Feedback without judgements or corrections

You know how when something is new to you it seems to be coming up everywhere? Well this idea is an old treasure to me but the practice of living it is something I want to embody and any advice seems new. I have been listening to recordings of Miki Kashtan’s principle based teaching calls and participating on learning to teach Focusing calls, I work in a child-centred environment and am formulating how to go out in the world and share with adults what I know. So much teaching and learning very specific skills that I want to master and help others with but without hearing that I am wrong and without ‘wronging’ the other person.

Yellow flowers on long stems.
Each individual has a different growth pattern.

The problem is simple, we want to know what we are learning and doing is ‘good enough’ so we need feedback, but most of us (me included for sure) switch off when we hear we are wrong.  Our early childhood conditioning means that we were probably told we were wrong countless times, we felt shame and guilt or we might have felt angry or simply switched off to protect ourselves.  It is easy to see how this pattern became engrained and in often leads to anxiety, depression, suppressing anger or becoming enraged. None of these responses are helpful yet they are often simmering below the surface.  We feel hopeless so easily and judge ourselves harshly, even when the situation isn’t so serious – have you seen my recent posts on self dialogue while learning Contact Improv for fun? I’m so busy trying to be right in a learning context I cannot possibly expect my body to be free.  When we are in positions where people have ‘power-over’ us, our employer, teacher, parent, a friend we owe-a-favour to, a child we feel guilt towards hearing that they don’t approve of us or think what we do is ‘wrong’ can be very destabilising.

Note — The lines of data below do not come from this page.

//! Subprocess transport: one JSON document per line over piped stdio.

use serde_json::Value;
use std::collections::HashMap;
use std::process::{ExitStatus, Stdio};
use std::sync::Arc;
use std::sync::atomic::{AtomicBool, AtomicU64, Ordering};
use tokio::io::{AsyncBufReadExt, AsyncWriteExt, BufReader, BufWriter};
use tokio::process::{Child, ChildStderr, ChildStdin, ChildStdout, Command};
use tokio::sync::{Mutex as AsyncMutex, oneshot};
use tracing::{debug, warn};

use super::{Transport, TransportError};
use crate::config::ServerConfig;
use crate::protocol::{RpcRequest, RpcResponse};

/// A spawned tool server with line-framed JSON-RPC over its stdio.
///
/// Multiple requests may be in flight over the same child at once; a
/// background reader task routes each inbound envelope to the pending
/// request holding its id. Termination of the child is attempted exactly
/// once per transport instance, whether triggered by deadline expiry,
/// explicit shutdown, or the child closing its stdout.
#[derive(Clone, Debug)]
pub struct StdioTransport {
    inner: Arc<Inner>,
}

#[derive(Debug)]
struct Inner {
    server: String,
    writer: AsyncMutex<Option<BufWriter<ChildStdin>>>,
    child: AsyncMutex<Option<Child>>,
    pending: AsyncMutex<HashMap<u64, oneshot::Sender<RpcResponse>>>,
    exit: AsyncMutex<Option<ExitStatus>>,
    id_counter: AtomicU64,
    kill_attempted: AtomicBool,
    closed: AtomicBool,
}

impl StdioTransport {
    /// Spawn the configured command with its argument list and environment
    /// overlay, wiring stdin, stdout, and stderr as independent pipes.
    pub fn spawn(config: &ServerConfig) -> Result<Self, TransportError> {
        let command_path = config.command.as_deref().ok_or(TransportError::Misconfigured {
            server: config.name.clone(),
            transport: "stdio",
            field: "command",
        })?;

        let mut command = Command::new(command_path);
        command
            .args(&config.args)
            .stdin(Stdio::piped())
            .stdout(Stdio::piped())
            .stderr(Stdio::piped())
            .kill_on_drop(true);
        for (key, value) in &config.env {
            command.env(key, value);
        }

        let mut child = command.spawn().map_err(|source| TransportError::Spawn {
            server: config.name.clone(),
            source,
        })?;

        let stdin = child.stdin.take().ok_or_else(|| TransportError::Io {
            server: config.name.clone(),
            message: "failed to capture server stdin".into(),
        })?;
        let stdout = child.stdout.take().ok_or_else(|| TransportError::Io {
            server: config.name.clone(),
            message: "failed to capture server stdout".into(),
        })?;
        let stderr = child.stderr.take();

        let inner = Arc::new(Inner {
            server: config.name.clone(),
            writer: AsyncMutex::new(Some(BufWriter::new(stdin))),
            child: AsyncMutex::new(Some(child)),
            pending: AsyncMutex::new(HashMap::new()),
            exit: AsyncMutex::new(None),
            id_counter: AtomicU64::new(1),
            kill_attempted: AtomicBool::new(false),
            closed: AtomicBool::new(false),
        });

        let reader = Arc::clone(&inner);
        tokio::spawn(async move {
            reader.reader_loop(stdout).await;
        });
        if let Some(stderr) = stderr {
            let diag = Arc::clone(&inner);
            tokio::spawn(async move {
                diag.stderr_loop(stderr).await;
            });
        }

        Ok(Self { inner })
    }

    /// Exit status of the child, once observed by the reader or reaper.
    pub async fn exit_status(&self) -> Option<ExitStatus> {
        *self.inner.exit.lock().await
    }
}

#[async_trait::async_trait]
impl Transport for StdioTransport {
    async fn request(&self, method: &str, params: Value) -> Result<RpcResponse, TransportError> {
        let inner = &self.inner;
        if inner.closed.load(Ordering::SeqCst) {
            return Err(inner.closed_error().await);
        }

        let id = inner.id_counter.fetch_add(1, Ordering::SeqCst);
        let (tx, rx) = oneshot::channel();
        {
            let mut pending = inner.pending.lock().await;
            pending.insert(id, tx);
        }

        let envelope = RpcRequest::request(id, method, params);
        if let Err(err) = inner.write_line(&envelope).await {
            // A broken pipe means the child exited before the write
            // landed. Keep waiting: the reader task observes the EOF,
            // reaps the child, and fails this slot with the recorded exit
            // status, which the loose connection probe needs.
            debug!(server = %inner.server, %err, "write failed; awaiting connection closure");
        }

        // The reader task either delivers the correlated envelope or drops
        // the sender when the connection closes. A response already routed
        // to its slot wins over a concurrent exit observation.
        match rx.await {
            Ok(response) => Ok(response),
            Err(_) => Err(inner.closed_error().await),
        }
    }

    async fn notify(&self, method: &str, params: Value) -> Result<(), TransportError> {
        let envelope = RpcRequest::notification(method, params);
        self.inner.write_line(&envelope).await
    }

    async fn shutdown(&self) {
        self.inner.close().await;
    }
}

impl Inner {
    async fn reader_loop(self: Arc<Self>, stdout: ChildStdout) {
        let mut lines = BufReader::new(stdout).lines();
        loop {
            match lines.next_line().await {
                Ok(Some(raw)) => self.route_line(&raw).await,
                Ok(None) => break,
                Err(err) => {
                    debug!(server = %self.server, %err, "error reading server stdout");
                    break;
                }
            }
        }
        self.close().await;
    }

    /// Parse one stdout line and route it. Lines that are not JSON-RPC
    /// envelopes are discarded: some servers print banners or log noise on
    /// the protocol stream, and that must never be fatal.
    async fn route_line(&self, raw: &str) {
        let trimmed = raw.trim();
        if trimmed.is_empty() {
            return;
        }

        let value: Value = match serde_json::from_str(trimmed) {
            Ok(value) => value,
            Err(_) => {
                debug!(server = %self.server, line = trimmed, "discarding non-protocol output line");
                return;
            }
        };

        if value.get("method").is_some() {
            // Server-initiated request or notification; outside this
            // client's request/response cycle.
            debug!(
                server = %self.server,
                method = value.get("method").and_then(serde_json::Value::as_str).unwrap_or_default(),
                "ignoring server-initiated message"
            );
            return;
        }

        let response: RpcResponse = match serde_json::from_value(value) {
            Ok(response) => response,
            Err(err) => {
                debug!(server = %self.server, %err, "discarding malformed envelope");
                return;
            }
        };

        let Some(id) = response.id_u64() else {
            debug!(server = %self.server, "discarding envelope without usable id");
            return;
        };

        let slot = self.pending.lock().await.remove(&id);
        match slot {
            Some(sender) => {
                let _ = sender.send(response);
            }
            None => {
                debug!(server = %self.server, response_id = id, "response for unknown request");
            }
        }
    }

    async fn stderr_loop(self: Arc<Self>, stderr: ChildStderr) {
        let mut lines = BufReader::new(stderr).lines();
        while let Ok(Some(line)) = lines.next_line().await {
            if !line.trim().is_empty() {
                debug!(server = %self.server, diagnostic = %line, "server stderr");
            }
        }
    }

    async fn write_line(&self, envelope: &RpcRequest) -> Result<(), TransportError> {
        let encoded = serde_json::to_string(envelope).map_err(|source| TransportError::Io {
            server: self.server.clone(),
            message: format!("failed to encode envelope: {source}"),
        })?;

        let mut writer = self.writer.lock().await;
        let stream = writer.as_mut().ok_or_else(|| TransportError::Io {
            server: self.server.clone(),
            message: "connection already closed".into(),
        })?;
        let write = async {
            stream.write_all(encoded.as_bytes()).await?;
            stream.write_all(b"\n").await?;
            stream.flush().await
        };
        write.await.map_err(|source| TransportError::Io {
            server: self.server.clone(),
            message: source.to_string(),
        })
    }

    /// Tear the child down and fail every pending request. The kill itself
    /// happens at most once; later callers only observe the recorded exit.
    async fn close(&self) {
        self.closed.store(true, Ordering::SeqCst);
        {
            let mut writer = self.writer.lock().await;
            writer.take();
        }

        if !self.kill_attempted.swap(true, Ordering::SeqCst) {
            let mut child_slot = self.child.lock().await;
            if let Some(mut child) = child_slot.take() {
                // A no-op on a child that already exited; `wait` then
                // reports the real exit status rather than the signal.
                if let Err(err) = child.kill().await {
                    debug!(server = %self.server, %err, "kill failed (process may have exited)");
                }
                match child.wait().await {
                    Ok(status) => {
                        let mut exit = self.exit.lock().await;
                        *exit = Some(status);
                    }
                    Err(err) => {
                        warn!(server = %self.server, %err, "failed to reap server process");
                    }
                }
            }
        }

        let mut pending = self.pending.lock().await;
        pending.clear();
    }

    async fn closed_error(&self) -> TransportError {
        TransportError::Closed {
            server: self.server.clone(),
            exit: *self.exit.lock().await,
        }
    }
}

People learn, create and discover when they feel safe, criticism,judgements and being wrong aren’t going to get us there. When we teach bodywork, communication skills or daily activities to children and want then to stay as much as possible within their own power we cannot be successful if we are telling them that they are wrong, but how else can we give feedback that enables them to learn a skill precisely?

Here are some ideas;

  • Have empathy for the person who is learning or trying something new, why might they be doing what they are doing. Watch, take notice of how you feel, use your intuition.
  • Give space for the person to be as they are and we want to be helpful and use our influence, we can only influence when someone trusts us.
  • High anxiety, trauma, lack of trust (in themselves, you etc) , controlling session means people cannot listen yet. There is no point coaching or teaching an anxious person, go slower, give more time to develop the trust in you, themselves ad their context.
  • Check before hand if the person wants to be precise and learn or simply experiment, get it wrong and see what is there. Both are valid options and the same people may want direct feedback at one time and space to try something out at others.  Go with your instinct but don’t forget to check – see how they respond, do your suggestions help or hinder?  .
  • If the person does want feedback rather than say what they got wrong reflect back what you think was their main action and saying what you think is likely to happen as a consequence. Stay open to correction, but if you guess right the person is likely to see your point and accept it willing to learn something new rather than put their energy into resisting your ‘wronging’.
  • Simply try to ground or anchor someone who does trust you but is going too fast to notice the value in what is happening, a gentle, ‘hang on a minute, I just want to check I understand this right…’. If the person keeps going trust that the deepest past of the person knows it was heard even if they keep running on verbally.
  • When using materials to teach formulate them as Montessori did so that the materials give the feedback (for example, if something is not sequenced in order there are too many or too few) rather than the teacher and the learner can self-check independently.
  • When working with groups of people together ask for other people’s ideas of what might be a consequence of doing this rather than that, so many voices, not just the trainers are heard.

    Two yellow flowers on a beach.
    Be soft and gentle, these are rare gifts that welcome new possibilities

By not giving impression that what someone is doing is wrong  you allow them to continue opening like a flower to new experiences. Maybe later they will find the learning for themselves, but if you interrupt now you take the chance from them. If they want explicit learning ask, check and reshow. There is no need to pull apart the past – moments for learning are not tribunals.

Rather than tell people that what they are doing is wrong or right (being told you are right can also have negative effects but more of that later…) notice your tendency to correct, your own difficulty accepting the situation as it is. Notice how you judge yourself as a failed teacher when your pupil makes a mistake, a poor coach when your client is stuck, a terrible leader when people don’t ‘get it’ and build in some time to care for yourself.

What you want to show people is so important to you, but remember the things we learn rarely manifest themselves in training moment. Instead, plant the seeds and leave them to grow.